▶ [WORK TASK] How many lines in the records below contain "impl"? Answer with the number alone.
== DATA UNDER STUDY
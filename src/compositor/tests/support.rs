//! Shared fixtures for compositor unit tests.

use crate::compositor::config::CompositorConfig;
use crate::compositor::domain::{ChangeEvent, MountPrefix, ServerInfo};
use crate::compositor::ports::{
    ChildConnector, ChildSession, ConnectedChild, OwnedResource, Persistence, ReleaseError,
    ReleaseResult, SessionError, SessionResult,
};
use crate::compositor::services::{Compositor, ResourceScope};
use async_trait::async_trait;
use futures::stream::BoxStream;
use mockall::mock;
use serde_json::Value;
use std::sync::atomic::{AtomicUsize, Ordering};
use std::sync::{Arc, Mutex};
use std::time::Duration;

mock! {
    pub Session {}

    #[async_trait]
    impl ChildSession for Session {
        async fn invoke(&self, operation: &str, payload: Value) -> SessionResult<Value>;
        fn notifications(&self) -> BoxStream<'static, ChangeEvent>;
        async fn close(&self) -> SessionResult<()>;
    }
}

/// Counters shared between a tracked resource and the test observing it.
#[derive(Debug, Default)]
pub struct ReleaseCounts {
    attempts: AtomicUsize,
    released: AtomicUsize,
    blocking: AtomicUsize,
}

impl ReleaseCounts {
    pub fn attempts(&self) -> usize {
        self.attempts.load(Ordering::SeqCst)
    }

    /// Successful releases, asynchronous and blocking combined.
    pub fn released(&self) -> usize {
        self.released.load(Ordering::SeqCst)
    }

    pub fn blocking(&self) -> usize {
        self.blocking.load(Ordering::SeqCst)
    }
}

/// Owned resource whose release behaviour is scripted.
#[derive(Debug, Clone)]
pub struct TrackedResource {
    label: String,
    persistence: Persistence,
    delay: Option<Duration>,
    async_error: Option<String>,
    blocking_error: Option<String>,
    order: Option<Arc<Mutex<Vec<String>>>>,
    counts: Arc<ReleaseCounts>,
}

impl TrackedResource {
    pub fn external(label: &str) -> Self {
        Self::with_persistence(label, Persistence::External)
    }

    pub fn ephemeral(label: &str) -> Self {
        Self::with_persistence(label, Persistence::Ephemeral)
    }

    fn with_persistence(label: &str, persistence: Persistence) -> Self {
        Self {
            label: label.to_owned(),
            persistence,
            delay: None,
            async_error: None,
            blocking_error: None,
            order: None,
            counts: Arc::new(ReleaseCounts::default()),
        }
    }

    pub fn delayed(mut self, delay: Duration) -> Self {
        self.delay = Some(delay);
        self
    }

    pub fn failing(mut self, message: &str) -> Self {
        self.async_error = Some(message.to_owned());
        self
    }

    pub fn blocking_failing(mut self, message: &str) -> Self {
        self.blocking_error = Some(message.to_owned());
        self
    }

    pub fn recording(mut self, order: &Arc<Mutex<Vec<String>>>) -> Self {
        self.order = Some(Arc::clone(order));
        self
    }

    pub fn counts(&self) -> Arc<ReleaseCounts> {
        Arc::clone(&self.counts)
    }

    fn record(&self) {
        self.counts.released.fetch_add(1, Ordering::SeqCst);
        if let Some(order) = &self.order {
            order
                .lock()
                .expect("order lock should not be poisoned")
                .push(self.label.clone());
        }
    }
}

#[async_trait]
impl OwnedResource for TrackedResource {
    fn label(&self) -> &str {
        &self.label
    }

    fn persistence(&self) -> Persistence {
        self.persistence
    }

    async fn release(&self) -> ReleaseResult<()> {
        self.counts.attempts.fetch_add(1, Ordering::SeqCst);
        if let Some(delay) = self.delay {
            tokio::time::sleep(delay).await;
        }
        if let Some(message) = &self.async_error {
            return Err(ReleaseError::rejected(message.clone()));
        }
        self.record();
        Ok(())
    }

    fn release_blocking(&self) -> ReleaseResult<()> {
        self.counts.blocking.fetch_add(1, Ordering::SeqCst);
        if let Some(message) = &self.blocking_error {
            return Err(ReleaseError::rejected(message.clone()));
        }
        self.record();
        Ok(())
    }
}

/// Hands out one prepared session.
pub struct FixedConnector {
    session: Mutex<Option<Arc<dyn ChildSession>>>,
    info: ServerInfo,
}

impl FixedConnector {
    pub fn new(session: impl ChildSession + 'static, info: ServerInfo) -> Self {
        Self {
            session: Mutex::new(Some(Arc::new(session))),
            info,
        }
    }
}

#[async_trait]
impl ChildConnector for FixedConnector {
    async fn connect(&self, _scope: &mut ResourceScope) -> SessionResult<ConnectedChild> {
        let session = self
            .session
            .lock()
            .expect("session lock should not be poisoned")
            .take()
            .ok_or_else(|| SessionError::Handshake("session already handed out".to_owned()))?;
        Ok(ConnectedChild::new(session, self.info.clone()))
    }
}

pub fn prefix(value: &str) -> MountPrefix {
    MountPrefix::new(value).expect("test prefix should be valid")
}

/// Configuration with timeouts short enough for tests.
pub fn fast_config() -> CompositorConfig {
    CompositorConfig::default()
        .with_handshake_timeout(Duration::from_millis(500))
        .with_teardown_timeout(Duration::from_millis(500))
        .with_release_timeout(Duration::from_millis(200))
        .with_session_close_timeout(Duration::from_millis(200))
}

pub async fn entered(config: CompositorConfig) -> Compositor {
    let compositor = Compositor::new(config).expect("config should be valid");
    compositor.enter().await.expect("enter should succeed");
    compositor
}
====
▶ [YOUR SOLUTION] 7